◆ BRIEF: The reply should return the data in full, exactly as written.

◆ Saved entries:
══════════

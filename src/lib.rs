//! Export lifecycle service.
//!
//! Tracks generated export artifacts from registration to deletion: computes
//! retention periods from policy, moves records through
//! `active → expiring → expired → deleted`, evicts files on schedule or under
//! storage pressure, and writes an append-only audit trail of every step.

use std::sync::Arc;

use axum::{Router, routing::get};
use tokio_util::{sync::CancellationToken, task::TaskTracker};
use tower_http::trace::TraceLayer;

pub mod clock;
pub mod config;
pub mod db;
pub mod jobs;
pub mod models;
pub mod observability;
pub mod retention;
pub mod routes;
pub mod services;
pub mod storage;

use crate::{
    clock::{SharedClock, SystemClock},
    config::LifecycleConfig,
    db::DbPool,
    jobs::Scheduler,
    services::{ArtifactStore, FilesystemArtifactStore, Services},
    storage::{DiskProbe, StatvfsProbe},
};

#[derive(Clone)]
pub struct AppState {
    pub config: Arc<LifecycleConfig>,
    pub db: Arc<DbPool>,
    pub services: Services,
    pub scheduler: Arc<Scheduler>,
    /// Cancelled on shutdown. Sweeps stop at the next record boundary.
    pub shutdown: CancellationToken,
    /// Tracks the scheduler loops so shutdown can wait for them.
    pub task_tracker: TaskTracker,
}

impl AppState {
    /// Connect to the database, run migrations if configured, and wire the
    /// services against the real filesystem and clock.
    pub async fn new(config: LifecycleConfig) -> Result<Self, Box<dyn std::error::Error>> {
        let db = DbPool::from_config(&config.database)
            .await
            .map_err(|e| format!("Failed to connect to database: {}", e))?;
        if config.database.run_migrations() {
            db.run_migrations().await?;
        }

        let artifacts = Arc::new(FilesystemArtifactStore::new(
            config.retention.safety.file_delete_timeout(),
        ));
        let state = Self::from_parts(
            config,
            Arc::new(db),
            artifacts,
            Arc::new(StatvfsProbe),
            Arc::new(SystemClock),
        );

        if let Err(e) = state.services.policies.refresh().await {
            tracing::warn!(error = %e, "Failed to load retention policies, using configured defaults");
        }

        tracing::info!(
            export_dir = %state.config.storage.export_dir.display(),
            dry_run = state.config.retention.safety.dry_run,
            "Export lifecycle services initialized"
        );
        Ok(state)
    }

    /// Wire the services from already-built parts.
    pub fn from_parts(
        config: LifecycleConfig,
        db: Arc<DbPool>,
        artifacts: Arc<dyn ArtifactStore>,
        probe: Arc<dyn DiskProbe>,
        clock: SharedClock,
    ) -> Self {
        let config = Arc::new(config);
        let services = Services::new(Arc::clone(&db), &config, artifacts, probe, clock.clone());
        let scheduler = Arc::new(Scheduler::new(
            services.clone(),
            Arc::clone(&config),
            clock,
        ));

        Self {
            config,
            db,
            services,
            scheduler,
            shutdown: CancellationToken::new(),
            task_tracker: TaskTracker::new(),
        }
    }
}

pub fn build_app(config: &LifecycleConfig, state: AppState) -> Router {
    let mut app = Router::new()
        .route("/health", get(routes::health::health_check))
        .route("/health/live", get(routes::health::liveness));

    if config.observability.metrics.enabled {
        let metrics_path = config
            .observability
            .metrics
            .prometheus
            .as_ref()
            .map(|p| p.path.clone())
            .unwrap_or_else(|| "/metrics".to_string());

        app = app.route(&metrics_path, get(routes::health::metrics));
    }

    app.nest("/admin", routes::admin::get_admin_routes())
        .layer(TraceLayer::new_for_http())
        .with_state(state)
}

══════════

◆ WRITTEN ANSWER:
filename src/lib.rs
//! Export lifecycle service.
//!
//! Tracks generated export artifacts from registration to deletion: computes
//! retention periods from policy, moves records through
//! `active → expiring → expired → deleted`, evicts files on schedule or under
//! storage pressure, and writes an append-only audit trail of every step.

use std::sync::Arc;

use axum::{Router, routing::get};
use tokio_util::{sync::CancellationToken, task::TaskTracker};
use tower_http::trace::TraceLayer;

pub mod clock;
pub mod config;
pub mod db;
pub mod jobs;
pub mod models;
pub mod observability;
pub mod retention;
pub mod routes;
pub mod services;
pub mod storage;

use crate::{
    clock::{SharedClock, SystemClock},
    config::LifecycleConfig,
    db::DbPool,
    jobs::Scheduler,
    services::{ArtifactStore, FilesystemArtifactStore, Services},
    storage::{DiskProbe, StatvfsProbe},
};

#[derive(Clone)]
pub struct AppState {
    pub config: Arc<LifecycleConfig>,
    pub db: Arc<DbPool>,
    pub services: Services,
    pub scheduler: Arc<Scheduler>,
    /// Cancelled on shutdown. Sweeps stop at the next record boundary.
    pub shutdown: CancellationToken,
    /// Tracks the scheduler loops so shutdown can wait for them.
    pub task_tracker: TaskTracker,
}

impl AppState {
    /// Connect to the database, run migrations if configured, and wire the
    /// services against the real filesystem and clock.
    pub async fn new(config: LifecycleConfig) -> Result<Self, Box<dyn std::error::Error>> {
        let db = DbPool::from_config(&config.database)
            .await
            .map_err(|e| format!("Failed to connect to database: {}", e))?;
        if config.database.run_migrations() {
            db.run_migrations().await?;
        }

        let artifacts = Arc::new(FilesystemArtifactStore::new(
            config.retention.safety.file_delete_timeout(),
        ));
        let state = Self::from_parts(
            config,
            Arc::new(db),
            artifacts,
            Arc::new(StatvfsProbe),
            Arc::new(SystemClock),
        );

        if let Err(e) = state.services.policies.refresh().await {
            tracing::warn!(error = %e, "Failed to load retention policies, using configured defaults");
        }

        tracing::info!(
            export_dir = %state.config.storage.export_dir.display(),
            dry_run = state.config.retention.safety.dry_run,
            "Export lifecycle services initialized"
        );
        Ok(state)
    }

    /// Wire the services from already-built parts.
    pub fn from_parts(
        config: LifecycleConfig,
        db: Arc<DbPool>,
        artifacts: Arc<dyn ArtifactStore>,
        probe: Arc<dyn DiskProbe>,
        clock: SharedClock,
    ) -> Self {
        let config = Arc::new(config);
        let services = Services::new(Arc::clone(&db), &config, artifacts, probe, clock.clone());
        let scheduler = Arc::new(Scheduler::new(
            services.clone(),
            Arc::clone(&config),
            clock,
        ));

        Self {
            config,
            db,
            services,
            scheduler,
            shutdown: CancellationToken::new(),
            task_tracker: TaskTracker::new(),
        }
    }
}

pub fn build_app(config: &LifecycleConfig, state: AppState) -> Router {
    let mut app = Router::new()
        .route("/health", get(routes::health::health_check))
        .route("/health/live", get(routes::health::liveness));

    if config.observability.metrics.enabled {
        let metrics_path = config
            .observability
            .metrics
            .prometheus
            .as_ref()
            .map(|p| p.path.clone())
            .unwrap_or_else(|| "/metrics".to_string());

        app = app.route(&metrics_path, get(routes::health::metrics));
    }

    app.nest("/admin", routes::admin::get_admin_routes())
        .layer(TraceLayer::new_for_http())
        .with_state(state)
}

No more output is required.